* EXERCISE INSTRUCTIONS
Return each line of the data below that contains the string "format".

* Stored data entries
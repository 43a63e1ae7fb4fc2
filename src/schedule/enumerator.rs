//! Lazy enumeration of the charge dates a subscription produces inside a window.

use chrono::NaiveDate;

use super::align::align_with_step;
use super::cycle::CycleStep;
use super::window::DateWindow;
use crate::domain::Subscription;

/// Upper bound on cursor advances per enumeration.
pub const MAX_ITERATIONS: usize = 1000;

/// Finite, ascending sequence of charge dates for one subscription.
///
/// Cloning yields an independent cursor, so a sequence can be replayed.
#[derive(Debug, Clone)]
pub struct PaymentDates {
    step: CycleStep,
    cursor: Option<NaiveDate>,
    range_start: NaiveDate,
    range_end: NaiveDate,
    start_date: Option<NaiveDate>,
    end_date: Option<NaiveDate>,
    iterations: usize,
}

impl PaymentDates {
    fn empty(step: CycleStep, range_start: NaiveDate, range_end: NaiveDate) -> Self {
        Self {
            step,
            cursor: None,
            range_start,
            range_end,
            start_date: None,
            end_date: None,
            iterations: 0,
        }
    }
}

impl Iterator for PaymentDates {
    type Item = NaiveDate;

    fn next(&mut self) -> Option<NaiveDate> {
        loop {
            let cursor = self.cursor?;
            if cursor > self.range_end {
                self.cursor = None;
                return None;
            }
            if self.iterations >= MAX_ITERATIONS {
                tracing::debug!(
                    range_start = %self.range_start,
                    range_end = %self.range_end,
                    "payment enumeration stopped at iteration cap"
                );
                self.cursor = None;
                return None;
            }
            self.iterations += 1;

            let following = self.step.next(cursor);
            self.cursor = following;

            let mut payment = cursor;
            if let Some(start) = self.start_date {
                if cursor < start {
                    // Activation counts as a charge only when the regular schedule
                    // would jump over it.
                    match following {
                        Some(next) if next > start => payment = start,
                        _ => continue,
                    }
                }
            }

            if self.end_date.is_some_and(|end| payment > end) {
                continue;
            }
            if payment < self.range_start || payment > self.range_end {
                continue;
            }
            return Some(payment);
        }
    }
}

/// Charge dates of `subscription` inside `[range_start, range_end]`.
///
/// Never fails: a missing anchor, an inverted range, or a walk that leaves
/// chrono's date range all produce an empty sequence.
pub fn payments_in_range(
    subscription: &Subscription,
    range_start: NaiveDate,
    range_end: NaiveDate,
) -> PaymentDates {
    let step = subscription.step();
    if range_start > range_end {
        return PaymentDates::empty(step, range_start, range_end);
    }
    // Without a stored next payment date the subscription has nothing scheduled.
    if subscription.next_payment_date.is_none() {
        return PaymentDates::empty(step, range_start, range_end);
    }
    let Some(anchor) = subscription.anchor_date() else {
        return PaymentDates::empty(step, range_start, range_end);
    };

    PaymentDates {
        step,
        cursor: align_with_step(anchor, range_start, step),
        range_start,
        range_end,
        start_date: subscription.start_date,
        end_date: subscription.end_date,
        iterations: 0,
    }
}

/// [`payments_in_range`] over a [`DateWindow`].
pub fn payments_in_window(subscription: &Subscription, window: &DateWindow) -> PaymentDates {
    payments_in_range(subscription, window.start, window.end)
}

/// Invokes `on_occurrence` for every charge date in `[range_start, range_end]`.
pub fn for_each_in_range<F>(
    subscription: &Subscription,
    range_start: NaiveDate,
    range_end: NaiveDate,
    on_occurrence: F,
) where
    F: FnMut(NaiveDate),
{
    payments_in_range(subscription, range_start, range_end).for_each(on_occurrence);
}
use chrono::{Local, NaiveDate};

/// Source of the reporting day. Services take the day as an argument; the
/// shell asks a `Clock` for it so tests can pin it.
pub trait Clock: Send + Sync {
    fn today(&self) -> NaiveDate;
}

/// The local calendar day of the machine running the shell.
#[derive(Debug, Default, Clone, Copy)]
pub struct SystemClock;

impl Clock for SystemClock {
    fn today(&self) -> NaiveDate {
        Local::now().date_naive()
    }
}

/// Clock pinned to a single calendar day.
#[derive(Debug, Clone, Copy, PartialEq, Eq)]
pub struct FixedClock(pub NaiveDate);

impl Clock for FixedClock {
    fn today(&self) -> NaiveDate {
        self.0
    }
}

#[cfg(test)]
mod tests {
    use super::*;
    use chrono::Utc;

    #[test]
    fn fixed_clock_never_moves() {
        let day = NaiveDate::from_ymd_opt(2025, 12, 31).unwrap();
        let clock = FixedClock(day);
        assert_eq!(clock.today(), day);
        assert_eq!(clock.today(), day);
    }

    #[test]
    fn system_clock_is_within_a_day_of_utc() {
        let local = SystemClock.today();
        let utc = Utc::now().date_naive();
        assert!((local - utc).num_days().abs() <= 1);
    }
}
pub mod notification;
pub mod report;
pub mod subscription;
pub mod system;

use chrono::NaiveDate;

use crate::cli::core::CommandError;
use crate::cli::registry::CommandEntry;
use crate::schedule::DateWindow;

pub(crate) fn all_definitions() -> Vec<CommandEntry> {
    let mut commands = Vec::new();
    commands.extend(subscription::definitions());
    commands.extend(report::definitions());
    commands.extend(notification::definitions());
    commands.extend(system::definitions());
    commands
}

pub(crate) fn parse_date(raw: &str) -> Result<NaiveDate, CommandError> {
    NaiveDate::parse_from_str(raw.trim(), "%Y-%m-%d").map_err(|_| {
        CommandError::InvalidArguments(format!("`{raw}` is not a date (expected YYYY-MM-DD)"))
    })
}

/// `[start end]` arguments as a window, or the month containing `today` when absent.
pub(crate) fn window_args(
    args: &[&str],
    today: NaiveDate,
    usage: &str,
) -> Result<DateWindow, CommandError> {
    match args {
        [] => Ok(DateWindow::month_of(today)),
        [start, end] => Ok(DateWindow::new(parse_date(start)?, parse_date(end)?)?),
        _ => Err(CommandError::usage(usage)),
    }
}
---
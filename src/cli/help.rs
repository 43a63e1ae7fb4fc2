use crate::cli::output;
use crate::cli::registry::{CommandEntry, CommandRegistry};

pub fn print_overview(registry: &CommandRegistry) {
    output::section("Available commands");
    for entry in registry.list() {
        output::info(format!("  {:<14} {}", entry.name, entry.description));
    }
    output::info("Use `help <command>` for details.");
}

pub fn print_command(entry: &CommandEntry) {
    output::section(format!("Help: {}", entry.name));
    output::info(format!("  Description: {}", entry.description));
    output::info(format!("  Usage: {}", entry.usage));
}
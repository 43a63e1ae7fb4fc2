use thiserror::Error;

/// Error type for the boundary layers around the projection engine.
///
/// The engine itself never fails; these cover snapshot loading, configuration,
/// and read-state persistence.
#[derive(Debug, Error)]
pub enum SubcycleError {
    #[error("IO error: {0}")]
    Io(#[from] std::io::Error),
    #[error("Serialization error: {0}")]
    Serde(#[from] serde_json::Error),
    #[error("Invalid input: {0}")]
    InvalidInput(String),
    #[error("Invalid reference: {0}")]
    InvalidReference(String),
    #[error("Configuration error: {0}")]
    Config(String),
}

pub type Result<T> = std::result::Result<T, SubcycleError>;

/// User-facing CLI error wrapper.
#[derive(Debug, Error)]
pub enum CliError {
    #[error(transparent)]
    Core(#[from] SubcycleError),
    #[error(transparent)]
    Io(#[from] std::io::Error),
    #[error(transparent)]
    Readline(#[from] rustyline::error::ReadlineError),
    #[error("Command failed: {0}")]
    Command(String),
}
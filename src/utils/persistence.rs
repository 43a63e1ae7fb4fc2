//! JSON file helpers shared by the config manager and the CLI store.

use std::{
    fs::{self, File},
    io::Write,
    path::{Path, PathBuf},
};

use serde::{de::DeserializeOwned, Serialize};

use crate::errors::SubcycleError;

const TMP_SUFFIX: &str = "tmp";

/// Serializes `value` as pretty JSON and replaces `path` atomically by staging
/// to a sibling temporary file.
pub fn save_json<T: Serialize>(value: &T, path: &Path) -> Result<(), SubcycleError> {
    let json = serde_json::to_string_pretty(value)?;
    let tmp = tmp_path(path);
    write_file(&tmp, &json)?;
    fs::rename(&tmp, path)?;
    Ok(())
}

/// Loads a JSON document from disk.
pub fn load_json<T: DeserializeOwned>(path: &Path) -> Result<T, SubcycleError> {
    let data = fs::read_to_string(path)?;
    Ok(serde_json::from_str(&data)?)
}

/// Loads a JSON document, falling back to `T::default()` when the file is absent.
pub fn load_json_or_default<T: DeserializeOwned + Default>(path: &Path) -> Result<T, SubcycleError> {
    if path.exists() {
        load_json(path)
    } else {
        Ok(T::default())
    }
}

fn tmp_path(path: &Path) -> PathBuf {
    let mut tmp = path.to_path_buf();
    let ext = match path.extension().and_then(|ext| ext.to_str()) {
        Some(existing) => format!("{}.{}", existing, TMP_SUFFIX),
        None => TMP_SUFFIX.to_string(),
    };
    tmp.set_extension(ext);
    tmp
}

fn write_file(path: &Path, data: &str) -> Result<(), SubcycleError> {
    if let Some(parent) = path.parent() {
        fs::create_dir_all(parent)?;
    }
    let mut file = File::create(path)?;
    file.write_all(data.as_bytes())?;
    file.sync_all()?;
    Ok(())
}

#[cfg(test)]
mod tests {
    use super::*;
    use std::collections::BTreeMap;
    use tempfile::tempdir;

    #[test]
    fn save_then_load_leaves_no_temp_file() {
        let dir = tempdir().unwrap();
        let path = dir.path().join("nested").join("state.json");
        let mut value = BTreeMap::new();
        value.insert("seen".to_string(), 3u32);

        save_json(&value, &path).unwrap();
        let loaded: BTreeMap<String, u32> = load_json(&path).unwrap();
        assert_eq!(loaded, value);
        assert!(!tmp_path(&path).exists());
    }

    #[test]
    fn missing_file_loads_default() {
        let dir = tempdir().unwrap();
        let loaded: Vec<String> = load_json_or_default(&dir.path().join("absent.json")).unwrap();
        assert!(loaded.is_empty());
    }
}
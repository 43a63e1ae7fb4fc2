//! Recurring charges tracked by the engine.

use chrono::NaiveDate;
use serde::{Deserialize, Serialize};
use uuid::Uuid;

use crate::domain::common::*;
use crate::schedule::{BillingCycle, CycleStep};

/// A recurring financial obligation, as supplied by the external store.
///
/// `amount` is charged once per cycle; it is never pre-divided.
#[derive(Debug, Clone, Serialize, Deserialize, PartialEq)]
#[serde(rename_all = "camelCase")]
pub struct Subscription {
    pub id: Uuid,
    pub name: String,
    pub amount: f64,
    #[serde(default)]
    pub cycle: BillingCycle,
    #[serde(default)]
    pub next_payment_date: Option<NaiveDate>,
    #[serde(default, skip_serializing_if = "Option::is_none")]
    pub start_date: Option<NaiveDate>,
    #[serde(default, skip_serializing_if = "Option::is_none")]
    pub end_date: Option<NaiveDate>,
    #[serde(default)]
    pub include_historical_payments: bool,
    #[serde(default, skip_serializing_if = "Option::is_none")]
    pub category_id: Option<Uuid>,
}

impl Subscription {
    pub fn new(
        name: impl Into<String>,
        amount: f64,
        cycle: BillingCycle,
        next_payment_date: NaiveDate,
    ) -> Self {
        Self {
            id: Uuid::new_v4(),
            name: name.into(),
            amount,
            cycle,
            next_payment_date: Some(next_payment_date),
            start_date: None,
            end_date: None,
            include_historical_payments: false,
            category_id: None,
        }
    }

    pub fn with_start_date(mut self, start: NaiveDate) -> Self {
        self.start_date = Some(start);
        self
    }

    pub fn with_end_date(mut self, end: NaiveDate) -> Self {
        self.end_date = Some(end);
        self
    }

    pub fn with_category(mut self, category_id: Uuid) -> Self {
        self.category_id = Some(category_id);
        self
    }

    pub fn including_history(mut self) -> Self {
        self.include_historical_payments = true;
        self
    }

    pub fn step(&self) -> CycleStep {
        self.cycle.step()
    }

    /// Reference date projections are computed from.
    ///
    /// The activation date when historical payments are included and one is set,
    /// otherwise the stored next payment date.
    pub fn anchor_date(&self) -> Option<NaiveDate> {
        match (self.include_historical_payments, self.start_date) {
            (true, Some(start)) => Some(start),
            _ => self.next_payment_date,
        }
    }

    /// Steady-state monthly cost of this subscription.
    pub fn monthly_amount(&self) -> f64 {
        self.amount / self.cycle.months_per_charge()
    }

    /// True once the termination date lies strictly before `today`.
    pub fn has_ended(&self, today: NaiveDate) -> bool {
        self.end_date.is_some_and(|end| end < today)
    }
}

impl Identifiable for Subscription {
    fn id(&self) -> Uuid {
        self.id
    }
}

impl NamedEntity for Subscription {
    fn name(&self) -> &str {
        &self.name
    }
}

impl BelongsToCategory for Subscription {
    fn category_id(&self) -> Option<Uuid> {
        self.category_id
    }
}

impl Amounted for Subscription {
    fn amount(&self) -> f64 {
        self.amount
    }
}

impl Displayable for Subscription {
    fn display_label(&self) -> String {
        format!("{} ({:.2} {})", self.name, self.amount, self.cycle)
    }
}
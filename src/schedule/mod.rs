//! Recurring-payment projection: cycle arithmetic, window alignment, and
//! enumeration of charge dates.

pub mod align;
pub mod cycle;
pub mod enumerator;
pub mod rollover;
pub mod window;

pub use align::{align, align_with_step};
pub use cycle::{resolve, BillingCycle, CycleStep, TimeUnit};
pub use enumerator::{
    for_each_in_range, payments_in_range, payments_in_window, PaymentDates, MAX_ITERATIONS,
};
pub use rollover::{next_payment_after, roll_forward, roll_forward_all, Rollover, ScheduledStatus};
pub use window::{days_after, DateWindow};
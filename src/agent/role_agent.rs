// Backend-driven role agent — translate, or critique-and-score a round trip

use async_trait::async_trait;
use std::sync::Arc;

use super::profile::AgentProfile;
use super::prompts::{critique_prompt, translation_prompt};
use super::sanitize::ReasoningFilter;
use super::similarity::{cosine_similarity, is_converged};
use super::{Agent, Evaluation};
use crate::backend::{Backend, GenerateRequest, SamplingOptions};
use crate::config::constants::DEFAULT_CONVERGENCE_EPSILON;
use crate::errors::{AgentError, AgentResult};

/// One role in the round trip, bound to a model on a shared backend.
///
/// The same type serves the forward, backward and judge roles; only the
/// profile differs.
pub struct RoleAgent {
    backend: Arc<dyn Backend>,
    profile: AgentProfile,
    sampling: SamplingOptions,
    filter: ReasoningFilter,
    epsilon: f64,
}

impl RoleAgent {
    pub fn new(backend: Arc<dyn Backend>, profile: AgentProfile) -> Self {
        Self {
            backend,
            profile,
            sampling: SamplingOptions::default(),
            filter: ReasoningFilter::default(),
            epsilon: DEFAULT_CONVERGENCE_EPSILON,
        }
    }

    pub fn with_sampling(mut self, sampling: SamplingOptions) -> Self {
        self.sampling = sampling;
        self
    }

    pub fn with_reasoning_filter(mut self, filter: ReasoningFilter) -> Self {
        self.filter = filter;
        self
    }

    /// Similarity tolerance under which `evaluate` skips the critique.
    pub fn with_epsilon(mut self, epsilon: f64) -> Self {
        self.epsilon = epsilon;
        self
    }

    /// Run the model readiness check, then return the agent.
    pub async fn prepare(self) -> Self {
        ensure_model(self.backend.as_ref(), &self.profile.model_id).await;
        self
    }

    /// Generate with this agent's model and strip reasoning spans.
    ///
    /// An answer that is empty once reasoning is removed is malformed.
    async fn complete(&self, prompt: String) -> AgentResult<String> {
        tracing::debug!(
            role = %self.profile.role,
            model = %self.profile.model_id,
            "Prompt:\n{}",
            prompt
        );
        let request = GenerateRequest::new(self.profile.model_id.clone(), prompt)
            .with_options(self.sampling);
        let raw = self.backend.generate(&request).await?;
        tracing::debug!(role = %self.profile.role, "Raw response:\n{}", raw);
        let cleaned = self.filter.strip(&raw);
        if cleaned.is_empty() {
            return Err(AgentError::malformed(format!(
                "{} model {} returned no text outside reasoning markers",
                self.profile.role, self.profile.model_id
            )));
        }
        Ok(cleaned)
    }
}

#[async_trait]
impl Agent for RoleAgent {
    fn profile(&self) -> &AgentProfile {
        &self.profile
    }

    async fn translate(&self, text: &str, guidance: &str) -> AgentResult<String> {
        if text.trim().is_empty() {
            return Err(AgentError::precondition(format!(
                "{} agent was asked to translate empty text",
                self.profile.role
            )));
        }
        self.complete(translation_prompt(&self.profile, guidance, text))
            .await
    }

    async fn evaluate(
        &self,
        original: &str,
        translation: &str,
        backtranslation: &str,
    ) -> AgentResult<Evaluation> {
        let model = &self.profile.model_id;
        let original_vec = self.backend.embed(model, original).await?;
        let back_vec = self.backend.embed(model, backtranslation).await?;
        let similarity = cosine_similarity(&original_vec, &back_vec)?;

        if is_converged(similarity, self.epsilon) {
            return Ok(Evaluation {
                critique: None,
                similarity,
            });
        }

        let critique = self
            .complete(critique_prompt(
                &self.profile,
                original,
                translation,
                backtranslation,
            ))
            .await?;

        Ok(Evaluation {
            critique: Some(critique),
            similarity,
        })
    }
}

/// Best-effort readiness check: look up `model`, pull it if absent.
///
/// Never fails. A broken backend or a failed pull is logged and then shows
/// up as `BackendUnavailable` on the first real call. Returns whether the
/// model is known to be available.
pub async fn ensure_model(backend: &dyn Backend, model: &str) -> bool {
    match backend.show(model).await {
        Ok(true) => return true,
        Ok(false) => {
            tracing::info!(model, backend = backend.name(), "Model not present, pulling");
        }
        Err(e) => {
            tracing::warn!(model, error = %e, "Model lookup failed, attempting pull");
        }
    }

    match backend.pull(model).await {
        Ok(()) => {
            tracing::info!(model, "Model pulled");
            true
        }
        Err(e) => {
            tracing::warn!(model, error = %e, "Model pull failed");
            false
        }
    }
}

* EXPECTED ANSWER
        CommandError::InvalidArguments(format!("`{raw}` is not a date (expected YYYY-MM-DD)"))
        output::info(format!("  {:<14} {}", entry.name, entry.description));
    output::section(format!("Help: {}", entry.name));
    output::info(format!("  Description: {}", entry.description));
    output::info(format!("  Usage: {}", entry.usage));
        Some(existing) => format!("{}.{}", existing, TMP_SUFFIX),
        format!("{} ({:.2} {})", self.name, self.amount, self.cycle)
            return Err(AgentError::malformed(format!(
            return Err(AgentError::precondition(format!(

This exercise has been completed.